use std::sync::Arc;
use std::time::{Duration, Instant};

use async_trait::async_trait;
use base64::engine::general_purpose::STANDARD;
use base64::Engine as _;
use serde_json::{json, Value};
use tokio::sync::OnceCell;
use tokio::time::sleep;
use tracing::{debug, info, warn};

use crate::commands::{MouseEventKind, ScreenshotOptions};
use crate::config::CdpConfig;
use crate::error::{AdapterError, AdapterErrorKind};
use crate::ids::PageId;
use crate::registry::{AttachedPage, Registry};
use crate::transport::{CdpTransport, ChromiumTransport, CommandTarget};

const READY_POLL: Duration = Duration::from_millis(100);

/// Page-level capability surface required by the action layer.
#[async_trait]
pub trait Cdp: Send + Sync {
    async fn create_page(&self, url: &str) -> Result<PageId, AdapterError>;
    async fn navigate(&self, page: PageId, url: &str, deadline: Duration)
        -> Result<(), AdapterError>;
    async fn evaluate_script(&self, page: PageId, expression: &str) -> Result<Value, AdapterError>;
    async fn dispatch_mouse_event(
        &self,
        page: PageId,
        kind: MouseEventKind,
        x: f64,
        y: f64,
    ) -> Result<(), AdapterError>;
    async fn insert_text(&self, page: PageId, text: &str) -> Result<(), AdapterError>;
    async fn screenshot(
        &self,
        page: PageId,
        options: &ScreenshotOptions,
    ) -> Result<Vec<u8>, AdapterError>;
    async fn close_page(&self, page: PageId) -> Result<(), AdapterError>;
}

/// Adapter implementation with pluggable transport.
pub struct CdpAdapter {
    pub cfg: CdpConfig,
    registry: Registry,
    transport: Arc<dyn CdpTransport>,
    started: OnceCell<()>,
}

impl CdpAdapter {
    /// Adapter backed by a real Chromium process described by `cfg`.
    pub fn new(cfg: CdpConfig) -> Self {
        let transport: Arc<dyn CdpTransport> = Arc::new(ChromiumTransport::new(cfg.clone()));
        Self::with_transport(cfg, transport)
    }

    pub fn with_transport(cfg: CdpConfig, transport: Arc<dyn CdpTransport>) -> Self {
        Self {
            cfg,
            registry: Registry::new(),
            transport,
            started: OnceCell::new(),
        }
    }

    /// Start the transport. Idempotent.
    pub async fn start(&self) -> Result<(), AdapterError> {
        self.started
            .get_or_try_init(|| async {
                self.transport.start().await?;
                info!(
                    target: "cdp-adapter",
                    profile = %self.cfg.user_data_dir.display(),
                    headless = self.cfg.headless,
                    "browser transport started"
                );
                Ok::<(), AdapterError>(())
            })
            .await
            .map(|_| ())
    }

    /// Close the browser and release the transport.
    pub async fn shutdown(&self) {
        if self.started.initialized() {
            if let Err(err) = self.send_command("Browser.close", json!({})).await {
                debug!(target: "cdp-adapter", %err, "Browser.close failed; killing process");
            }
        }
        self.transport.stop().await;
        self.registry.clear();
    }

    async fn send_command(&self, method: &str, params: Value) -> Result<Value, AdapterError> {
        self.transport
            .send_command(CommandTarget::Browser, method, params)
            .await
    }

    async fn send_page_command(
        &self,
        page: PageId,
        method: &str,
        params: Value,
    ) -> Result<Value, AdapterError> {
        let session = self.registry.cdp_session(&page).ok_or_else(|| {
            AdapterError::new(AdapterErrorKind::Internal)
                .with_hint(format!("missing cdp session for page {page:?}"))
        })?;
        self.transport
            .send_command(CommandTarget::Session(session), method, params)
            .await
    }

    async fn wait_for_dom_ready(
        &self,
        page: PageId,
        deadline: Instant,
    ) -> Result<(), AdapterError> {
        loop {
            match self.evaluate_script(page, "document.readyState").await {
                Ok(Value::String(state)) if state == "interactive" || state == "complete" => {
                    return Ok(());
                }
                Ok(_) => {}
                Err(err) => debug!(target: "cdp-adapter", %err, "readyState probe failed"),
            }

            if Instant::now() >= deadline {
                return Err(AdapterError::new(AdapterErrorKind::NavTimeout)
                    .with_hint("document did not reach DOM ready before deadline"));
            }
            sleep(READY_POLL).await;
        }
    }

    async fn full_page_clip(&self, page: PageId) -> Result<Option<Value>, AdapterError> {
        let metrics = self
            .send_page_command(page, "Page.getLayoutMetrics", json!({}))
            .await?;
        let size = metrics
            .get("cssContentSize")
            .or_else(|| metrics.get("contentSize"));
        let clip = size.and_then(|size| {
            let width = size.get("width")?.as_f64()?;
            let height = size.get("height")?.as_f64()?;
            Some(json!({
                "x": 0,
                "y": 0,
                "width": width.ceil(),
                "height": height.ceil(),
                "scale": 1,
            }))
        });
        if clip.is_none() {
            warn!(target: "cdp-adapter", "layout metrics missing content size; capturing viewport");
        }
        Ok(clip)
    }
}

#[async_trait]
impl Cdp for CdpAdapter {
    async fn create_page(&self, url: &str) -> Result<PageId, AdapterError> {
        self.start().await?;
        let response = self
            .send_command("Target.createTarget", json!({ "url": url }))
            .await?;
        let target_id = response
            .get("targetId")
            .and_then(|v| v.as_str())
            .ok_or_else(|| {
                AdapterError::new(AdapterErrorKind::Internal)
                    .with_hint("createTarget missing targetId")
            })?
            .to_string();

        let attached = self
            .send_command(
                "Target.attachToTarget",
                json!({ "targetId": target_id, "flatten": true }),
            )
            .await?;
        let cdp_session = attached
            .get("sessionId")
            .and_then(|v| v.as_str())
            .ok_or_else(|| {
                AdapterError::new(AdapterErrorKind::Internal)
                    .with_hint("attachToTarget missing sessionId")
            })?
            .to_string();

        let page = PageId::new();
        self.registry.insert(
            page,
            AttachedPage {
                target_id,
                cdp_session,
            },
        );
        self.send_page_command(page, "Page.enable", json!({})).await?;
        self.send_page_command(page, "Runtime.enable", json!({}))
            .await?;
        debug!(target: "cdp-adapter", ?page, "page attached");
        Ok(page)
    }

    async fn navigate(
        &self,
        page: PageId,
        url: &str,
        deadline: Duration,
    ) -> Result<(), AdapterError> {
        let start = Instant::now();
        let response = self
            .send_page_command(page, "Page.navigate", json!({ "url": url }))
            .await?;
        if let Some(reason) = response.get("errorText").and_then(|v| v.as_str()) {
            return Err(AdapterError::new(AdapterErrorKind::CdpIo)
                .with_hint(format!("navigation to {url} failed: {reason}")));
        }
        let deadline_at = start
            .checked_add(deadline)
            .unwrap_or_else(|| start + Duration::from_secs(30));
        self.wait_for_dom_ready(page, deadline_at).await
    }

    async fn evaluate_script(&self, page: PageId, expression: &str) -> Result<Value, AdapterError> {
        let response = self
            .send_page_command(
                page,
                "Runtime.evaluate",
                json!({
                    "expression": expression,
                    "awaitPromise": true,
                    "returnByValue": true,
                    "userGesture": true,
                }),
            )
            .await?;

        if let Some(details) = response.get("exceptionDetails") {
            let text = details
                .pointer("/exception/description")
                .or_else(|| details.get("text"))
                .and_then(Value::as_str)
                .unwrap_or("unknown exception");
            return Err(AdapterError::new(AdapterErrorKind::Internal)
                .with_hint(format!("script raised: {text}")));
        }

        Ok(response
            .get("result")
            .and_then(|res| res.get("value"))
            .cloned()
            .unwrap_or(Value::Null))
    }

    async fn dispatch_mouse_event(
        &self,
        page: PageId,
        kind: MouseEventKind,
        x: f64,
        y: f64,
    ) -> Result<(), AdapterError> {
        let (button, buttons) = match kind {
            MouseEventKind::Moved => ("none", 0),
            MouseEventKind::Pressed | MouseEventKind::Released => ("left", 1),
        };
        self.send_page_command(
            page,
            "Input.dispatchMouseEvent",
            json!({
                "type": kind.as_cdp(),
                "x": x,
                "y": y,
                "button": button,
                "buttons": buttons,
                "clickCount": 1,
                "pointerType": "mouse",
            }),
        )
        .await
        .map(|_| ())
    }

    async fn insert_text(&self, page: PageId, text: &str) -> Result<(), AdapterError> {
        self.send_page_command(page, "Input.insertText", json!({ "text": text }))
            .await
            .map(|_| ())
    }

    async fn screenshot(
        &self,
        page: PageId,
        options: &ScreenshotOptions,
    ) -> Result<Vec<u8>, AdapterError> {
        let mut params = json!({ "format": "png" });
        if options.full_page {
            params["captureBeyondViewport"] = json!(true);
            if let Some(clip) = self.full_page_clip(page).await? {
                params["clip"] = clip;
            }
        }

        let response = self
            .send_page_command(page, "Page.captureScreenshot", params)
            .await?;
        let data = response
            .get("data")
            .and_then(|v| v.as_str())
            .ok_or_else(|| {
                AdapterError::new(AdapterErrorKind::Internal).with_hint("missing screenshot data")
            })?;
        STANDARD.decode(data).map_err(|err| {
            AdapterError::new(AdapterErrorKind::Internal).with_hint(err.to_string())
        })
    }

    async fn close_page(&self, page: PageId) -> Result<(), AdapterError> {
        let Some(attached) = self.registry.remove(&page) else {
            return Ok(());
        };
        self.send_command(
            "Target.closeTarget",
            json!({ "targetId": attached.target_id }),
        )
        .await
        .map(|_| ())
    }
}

------------

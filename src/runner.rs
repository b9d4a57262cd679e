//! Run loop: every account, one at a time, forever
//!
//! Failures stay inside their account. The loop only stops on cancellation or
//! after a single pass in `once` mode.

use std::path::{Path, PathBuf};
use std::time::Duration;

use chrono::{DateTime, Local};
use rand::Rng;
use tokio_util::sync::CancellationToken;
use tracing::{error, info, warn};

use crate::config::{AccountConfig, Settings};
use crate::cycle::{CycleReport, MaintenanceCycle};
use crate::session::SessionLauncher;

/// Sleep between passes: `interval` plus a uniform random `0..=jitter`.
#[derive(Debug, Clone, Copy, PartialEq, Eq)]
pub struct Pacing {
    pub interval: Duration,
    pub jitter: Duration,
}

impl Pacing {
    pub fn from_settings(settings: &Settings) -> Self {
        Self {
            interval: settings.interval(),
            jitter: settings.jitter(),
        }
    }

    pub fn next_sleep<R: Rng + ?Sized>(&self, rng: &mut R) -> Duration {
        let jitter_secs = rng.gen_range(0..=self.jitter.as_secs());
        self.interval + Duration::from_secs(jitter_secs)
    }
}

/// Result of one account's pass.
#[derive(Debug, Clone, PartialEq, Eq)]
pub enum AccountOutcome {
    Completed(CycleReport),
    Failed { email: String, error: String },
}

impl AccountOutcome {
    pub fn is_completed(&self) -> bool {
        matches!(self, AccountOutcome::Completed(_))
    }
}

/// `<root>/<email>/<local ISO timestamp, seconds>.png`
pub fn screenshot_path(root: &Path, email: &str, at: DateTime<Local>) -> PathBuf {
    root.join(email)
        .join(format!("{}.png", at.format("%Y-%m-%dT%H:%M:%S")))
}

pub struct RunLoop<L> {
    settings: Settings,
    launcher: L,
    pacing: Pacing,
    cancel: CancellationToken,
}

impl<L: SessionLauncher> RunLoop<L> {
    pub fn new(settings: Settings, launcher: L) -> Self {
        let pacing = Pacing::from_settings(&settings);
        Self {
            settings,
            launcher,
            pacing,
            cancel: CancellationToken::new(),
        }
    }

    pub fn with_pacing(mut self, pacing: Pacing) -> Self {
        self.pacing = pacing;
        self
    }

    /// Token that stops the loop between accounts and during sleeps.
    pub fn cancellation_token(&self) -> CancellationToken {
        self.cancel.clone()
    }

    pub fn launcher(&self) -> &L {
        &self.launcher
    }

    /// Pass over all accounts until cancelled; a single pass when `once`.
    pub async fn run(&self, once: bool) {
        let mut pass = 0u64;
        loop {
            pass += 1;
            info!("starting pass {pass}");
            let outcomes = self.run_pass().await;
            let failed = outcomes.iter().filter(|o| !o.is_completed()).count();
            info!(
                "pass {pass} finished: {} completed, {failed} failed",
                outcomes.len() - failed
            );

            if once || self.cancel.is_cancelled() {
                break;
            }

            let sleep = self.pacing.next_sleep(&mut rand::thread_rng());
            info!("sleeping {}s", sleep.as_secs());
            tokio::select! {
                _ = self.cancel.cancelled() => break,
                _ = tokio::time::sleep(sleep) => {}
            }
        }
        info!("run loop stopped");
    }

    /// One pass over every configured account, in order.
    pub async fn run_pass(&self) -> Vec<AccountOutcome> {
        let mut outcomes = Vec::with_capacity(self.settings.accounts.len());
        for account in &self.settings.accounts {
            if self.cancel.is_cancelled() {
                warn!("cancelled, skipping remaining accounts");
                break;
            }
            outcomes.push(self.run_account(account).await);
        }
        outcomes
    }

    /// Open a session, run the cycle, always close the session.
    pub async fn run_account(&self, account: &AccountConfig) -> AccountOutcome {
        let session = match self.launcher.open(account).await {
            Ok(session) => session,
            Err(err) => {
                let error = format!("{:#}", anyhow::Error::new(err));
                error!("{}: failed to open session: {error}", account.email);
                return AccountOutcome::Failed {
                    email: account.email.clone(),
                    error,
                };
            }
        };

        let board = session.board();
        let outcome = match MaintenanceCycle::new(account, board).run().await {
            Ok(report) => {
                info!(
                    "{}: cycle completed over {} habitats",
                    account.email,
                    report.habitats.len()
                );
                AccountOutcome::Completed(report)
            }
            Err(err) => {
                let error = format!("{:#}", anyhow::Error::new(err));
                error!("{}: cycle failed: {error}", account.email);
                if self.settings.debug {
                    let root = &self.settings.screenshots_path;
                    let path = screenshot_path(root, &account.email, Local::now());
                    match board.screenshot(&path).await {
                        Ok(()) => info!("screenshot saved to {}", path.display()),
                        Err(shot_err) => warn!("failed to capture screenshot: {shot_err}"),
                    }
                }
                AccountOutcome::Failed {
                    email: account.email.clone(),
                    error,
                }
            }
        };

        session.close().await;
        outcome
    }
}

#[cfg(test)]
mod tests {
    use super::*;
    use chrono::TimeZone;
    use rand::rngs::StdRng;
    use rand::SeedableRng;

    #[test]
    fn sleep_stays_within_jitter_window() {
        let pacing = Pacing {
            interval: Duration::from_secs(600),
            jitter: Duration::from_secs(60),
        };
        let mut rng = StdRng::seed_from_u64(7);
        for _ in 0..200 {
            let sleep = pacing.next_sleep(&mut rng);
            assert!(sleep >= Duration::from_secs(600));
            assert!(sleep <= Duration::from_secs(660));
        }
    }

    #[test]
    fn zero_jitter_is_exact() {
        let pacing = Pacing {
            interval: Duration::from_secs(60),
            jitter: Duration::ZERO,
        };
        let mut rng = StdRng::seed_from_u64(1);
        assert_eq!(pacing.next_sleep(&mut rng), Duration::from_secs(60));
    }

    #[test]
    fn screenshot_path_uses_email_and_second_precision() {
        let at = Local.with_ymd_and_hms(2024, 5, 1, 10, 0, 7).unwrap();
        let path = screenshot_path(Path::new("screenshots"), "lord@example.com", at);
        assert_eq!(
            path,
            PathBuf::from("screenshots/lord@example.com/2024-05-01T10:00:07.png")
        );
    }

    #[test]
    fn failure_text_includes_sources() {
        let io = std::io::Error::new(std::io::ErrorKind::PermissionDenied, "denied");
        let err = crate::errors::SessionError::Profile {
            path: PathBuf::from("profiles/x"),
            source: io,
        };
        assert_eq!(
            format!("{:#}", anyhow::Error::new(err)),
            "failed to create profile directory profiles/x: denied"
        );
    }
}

------------

> _PROBLEM DETAILS_
Now copy each line of the entries that mentions "DateTime".

> _RESULT FOR THIS TASK_
use chrono::{DateTime, Local};
pub fn screenshot_path(root: &Path, email: &str, at: DateTime<Local>) -> PathBuf {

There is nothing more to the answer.